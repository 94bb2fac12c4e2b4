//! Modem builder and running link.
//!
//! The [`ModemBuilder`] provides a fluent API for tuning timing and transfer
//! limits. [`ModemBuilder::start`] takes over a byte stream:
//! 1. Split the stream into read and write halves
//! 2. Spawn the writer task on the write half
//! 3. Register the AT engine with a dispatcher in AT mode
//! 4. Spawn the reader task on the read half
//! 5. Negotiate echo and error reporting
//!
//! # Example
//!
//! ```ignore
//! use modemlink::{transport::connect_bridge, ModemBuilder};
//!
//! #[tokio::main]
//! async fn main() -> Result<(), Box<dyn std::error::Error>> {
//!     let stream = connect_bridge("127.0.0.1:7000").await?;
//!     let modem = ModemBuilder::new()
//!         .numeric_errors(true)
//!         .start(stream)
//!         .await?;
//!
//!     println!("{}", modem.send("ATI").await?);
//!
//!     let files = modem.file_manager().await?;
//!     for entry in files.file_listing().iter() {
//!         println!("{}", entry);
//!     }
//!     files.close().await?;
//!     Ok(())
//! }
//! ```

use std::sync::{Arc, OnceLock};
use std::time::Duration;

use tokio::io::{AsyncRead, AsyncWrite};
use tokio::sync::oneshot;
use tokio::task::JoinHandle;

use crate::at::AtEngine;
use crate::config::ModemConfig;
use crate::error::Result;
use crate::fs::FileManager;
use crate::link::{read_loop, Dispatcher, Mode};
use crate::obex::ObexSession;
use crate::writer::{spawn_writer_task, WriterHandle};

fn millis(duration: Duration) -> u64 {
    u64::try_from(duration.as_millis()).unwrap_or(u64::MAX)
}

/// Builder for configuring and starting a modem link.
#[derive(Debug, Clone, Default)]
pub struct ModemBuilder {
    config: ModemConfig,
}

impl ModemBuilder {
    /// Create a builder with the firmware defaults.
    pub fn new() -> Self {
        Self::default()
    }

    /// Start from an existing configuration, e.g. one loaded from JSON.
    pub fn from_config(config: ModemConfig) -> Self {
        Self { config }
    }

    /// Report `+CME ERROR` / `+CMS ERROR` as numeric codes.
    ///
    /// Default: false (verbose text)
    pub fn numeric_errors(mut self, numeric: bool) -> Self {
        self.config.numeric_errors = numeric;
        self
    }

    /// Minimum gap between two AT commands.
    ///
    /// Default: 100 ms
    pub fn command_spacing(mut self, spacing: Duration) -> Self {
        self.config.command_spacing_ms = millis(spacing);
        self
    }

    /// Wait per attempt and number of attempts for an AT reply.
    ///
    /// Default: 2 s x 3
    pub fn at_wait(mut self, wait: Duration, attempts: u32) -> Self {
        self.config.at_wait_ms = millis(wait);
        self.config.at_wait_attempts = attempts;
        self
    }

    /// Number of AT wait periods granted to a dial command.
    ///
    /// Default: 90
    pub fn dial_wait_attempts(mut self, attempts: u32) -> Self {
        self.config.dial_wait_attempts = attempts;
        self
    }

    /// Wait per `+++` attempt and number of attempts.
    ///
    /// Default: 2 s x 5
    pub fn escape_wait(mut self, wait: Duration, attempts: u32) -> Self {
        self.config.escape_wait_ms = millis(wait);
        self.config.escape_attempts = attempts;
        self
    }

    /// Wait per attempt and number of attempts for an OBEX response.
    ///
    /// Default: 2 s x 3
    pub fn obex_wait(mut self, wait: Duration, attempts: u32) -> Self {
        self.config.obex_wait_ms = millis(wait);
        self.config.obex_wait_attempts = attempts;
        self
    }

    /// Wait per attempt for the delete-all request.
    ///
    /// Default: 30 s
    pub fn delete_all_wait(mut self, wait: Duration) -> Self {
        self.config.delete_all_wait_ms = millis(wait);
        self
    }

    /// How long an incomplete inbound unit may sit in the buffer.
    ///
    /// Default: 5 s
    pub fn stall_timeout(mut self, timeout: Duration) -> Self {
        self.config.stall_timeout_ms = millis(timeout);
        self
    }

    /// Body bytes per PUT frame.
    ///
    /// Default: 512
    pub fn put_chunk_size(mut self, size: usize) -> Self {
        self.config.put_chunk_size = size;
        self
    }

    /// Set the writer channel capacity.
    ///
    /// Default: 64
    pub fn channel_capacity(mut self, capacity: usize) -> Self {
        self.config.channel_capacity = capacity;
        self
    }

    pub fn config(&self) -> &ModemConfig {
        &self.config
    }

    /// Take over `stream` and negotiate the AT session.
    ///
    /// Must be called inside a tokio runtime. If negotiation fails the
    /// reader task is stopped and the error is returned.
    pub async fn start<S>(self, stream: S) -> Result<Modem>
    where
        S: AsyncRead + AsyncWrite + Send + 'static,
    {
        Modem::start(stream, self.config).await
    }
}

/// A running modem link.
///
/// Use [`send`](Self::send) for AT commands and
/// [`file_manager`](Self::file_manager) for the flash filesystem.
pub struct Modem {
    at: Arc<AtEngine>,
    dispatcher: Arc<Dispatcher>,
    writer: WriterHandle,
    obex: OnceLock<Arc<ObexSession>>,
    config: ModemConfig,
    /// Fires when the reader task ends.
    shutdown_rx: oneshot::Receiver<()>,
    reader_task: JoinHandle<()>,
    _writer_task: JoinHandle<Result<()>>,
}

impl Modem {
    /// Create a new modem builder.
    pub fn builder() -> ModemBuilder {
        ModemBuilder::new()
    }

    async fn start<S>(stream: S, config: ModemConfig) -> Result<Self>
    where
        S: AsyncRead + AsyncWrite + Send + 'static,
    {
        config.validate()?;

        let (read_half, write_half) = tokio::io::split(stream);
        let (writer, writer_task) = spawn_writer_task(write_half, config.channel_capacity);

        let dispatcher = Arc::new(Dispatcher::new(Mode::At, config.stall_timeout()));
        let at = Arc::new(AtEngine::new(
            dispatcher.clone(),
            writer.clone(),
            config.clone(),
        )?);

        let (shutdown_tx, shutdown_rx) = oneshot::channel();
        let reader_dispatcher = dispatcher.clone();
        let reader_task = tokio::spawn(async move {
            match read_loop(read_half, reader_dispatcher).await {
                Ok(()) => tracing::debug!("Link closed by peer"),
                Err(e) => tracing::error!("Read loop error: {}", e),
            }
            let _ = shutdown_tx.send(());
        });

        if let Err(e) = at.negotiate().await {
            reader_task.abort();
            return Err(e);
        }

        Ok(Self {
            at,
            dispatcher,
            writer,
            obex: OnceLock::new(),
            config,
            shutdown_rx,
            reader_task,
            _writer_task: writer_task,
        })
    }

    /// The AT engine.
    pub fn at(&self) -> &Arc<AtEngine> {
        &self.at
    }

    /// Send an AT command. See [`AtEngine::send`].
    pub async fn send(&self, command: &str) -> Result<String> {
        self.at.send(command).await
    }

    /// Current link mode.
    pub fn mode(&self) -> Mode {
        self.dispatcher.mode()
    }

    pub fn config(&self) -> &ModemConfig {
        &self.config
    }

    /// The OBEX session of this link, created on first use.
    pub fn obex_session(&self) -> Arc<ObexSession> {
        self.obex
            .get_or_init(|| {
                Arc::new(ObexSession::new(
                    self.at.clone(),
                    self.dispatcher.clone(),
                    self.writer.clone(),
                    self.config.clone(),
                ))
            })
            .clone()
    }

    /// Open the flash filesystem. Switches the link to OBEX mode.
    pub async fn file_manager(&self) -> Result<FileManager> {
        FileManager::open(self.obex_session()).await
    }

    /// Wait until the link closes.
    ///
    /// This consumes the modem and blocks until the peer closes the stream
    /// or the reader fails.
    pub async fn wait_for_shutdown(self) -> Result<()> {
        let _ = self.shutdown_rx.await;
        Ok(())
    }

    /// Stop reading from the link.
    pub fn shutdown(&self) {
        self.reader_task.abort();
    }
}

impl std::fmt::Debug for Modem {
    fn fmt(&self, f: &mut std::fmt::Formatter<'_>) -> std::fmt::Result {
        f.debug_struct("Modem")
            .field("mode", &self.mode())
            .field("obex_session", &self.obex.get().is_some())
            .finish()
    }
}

--

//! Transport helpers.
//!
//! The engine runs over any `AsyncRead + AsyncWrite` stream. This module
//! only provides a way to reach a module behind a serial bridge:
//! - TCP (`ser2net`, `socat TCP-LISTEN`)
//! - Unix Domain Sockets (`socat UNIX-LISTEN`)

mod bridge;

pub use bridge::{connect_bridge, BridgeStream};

---

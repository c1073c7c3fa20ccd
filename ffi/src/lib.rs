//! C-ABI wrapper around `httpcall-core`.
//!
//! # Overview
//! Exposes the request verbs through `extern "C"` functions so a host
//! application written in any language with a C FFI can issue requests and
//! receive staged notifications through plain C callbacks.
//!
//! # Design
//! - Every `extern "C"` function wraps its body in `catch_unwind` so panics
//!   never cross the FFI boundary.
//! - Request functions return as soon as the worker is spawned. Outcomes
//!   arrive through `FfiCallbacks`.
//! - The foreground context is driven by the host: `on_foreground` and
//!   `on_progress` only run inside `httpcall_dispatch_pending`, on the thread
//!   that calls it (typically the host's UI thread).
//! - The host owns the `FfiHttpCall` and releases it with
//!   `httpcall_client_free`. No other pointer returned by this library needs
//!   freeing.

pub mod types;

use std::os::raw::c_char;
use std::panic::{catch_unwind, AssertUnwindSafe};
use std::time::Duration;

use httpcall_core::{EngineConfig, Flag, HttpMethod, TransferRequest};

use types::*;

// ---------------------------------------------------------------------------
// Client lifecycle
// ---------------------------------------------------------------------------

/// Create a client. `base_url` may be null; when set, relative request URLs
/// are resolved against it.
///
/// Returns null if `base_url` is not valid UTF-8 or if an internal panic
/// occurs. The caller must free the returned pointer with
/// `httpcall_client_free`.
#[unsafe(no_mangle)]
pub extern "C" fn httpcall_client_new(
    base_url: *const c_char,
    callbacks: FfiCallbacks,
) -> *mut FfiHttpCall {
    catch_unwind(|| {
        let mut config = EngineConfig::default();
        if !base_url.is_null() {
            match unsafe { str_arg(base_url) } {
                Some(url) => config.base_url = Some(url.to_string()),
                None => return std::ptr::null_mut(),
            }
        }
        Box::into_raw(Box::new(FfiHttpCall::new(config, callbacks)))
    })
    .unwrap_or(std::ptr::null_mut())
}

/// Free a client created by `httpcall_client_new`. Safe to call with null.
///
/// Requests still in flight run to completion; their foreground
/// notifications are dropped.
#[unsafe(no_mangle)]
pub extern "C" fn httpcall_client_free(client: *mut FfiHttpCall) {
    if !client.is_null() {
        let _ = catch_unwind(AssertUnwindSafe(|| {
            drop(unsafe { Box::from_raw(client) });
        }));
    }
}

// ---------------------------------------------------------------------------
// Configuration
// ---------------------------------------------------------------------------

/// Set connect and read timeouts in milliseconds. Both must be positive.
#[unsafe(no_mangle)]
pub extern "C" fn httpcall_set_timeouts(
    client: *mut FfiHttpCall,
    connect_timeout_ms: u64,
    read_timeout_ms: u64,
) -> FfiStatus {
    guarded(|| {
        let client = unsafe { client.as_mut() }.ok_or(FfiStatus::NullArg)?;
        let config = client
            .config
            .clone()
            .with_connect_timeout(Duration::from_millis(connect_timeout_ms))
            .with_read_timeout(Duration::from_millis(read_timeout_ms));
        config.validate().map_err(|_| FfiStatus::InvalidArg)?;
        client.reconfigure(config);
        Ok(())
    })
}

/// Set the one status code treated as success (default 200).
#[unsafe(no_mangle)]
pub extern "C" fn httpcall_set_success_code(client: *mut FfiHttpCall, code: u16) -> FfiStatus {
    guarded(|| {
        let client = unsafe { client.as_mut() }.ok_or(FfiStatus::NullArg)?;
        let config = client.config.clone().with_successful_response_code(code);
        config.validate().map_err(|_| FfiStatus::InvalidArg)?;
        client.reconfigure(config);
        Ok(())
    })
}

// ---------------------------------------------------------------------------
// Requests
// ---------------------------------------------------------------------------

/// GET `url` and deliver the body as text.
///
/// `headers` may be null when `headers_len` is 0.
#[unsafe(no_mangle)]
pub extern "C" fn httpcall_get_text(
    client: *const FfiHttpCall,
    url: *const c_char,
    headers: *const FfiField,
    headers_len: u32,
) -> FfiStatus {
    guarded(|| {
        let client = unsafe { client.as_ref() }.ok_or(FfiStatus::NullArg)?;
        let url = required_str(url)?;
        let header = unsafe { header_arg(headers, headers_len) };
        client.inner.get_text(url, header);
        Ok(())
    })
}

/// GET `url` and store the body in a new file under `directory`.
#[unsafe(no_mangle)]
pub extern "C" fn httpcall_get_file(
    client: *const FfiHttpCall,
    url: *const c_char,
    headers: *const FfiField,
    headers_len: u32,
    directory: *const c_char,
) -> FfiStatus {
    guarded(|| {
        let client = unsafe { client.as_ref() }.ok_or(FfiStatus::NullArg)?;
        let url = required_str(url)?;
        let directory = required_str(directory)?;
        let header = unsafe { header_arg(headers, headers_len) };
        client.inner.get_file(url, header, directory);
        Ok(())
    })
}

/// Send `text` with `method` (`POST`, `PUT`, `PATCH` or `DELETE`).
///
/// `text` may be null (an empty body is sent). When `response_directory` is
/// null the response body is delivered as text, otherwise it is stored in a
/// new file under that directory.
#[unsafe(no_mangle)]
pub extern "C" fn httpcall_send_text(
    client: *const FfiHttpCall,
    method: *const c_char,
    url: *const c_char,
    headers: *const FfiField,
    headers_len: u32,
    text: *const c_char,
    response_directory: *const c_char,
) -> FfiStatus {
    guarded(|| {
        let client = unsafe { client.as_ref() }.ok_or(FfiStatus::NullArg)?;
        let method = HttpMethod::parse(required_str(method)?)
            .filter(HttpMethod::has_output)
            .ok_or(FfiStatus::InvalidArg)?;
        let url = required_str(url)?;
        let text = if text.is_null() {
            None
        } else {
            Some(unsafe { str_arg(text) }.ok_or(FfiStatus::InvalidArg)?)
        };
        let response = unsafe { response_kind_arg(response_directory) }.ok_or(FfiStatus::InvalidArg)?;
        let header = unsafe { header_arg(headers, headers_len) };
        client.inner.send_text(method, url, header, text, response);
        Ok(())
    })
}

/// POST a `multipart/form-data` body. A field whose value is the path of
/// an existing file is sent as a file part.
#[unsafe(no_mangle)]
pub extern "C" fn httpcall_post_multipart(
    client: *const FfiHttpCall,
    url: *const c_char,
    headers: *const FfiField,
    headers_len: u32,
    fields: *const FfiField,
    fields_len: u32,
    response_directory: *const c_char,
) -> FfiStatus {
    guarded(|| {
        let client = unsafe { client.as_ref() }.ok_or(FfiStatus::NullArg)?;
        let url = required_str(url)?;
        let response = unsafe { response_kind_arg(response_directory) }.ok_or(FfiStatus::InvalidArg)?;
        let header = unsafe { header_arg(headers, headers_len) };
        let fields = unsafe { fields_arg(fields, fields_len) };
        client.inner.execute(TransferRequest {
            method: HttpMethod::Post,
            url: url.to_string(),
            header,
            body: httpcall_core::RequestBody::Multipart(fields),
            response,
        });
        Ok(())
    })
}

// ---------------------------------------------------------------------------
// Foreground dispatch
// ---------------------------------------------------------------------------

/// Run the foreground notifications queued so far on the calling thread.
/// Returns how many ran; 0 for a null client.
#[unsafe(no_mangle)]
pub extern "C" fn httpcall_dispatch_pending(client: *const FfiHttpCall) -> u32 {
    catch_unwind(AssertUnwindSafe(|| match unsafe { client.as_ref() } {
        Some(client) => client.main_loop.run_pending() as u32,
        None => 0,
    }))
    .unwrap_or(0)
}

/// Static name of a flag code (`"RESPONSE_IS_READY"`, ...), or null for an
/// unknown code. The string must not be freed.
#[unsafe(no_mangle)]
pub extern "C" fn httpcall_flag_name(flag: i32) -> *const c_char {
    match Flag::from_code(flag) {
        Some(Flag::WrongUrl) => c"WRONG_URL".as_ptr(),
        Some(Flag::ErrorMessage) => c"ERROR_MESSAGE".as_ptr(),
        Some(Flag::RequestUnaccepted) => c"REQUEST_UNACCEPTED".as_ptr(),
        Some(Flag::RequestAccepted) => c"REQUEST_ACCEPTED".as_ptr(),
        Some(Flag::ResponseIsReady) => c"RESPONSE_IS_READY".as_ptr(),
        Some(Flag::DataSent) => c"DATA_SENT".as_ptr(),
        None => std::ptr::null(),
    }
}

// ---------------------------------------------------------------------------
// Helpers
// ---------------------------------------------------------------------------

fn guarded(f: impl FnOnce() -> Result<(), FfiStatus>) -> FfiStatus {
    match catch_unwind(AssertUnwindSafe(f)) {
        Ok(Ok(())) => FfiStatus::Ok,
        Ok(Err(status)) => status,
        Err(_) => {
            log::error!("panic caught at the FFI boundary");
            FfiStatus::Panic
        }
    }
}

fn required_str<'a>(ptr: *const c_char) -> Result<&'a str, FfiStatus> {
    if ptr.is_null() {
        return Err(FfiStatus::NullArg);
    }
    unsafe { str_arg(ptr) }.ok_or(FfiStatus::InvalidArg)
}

> **Task to complete**:
Where a line above includes "socat", copy that line.

> **Problem solution**:
//! - TCP (`ser2net`, `socat TCP-LISTEN`)
//! - Unix Domain Sockets (`socat UNIX-LISTEN`)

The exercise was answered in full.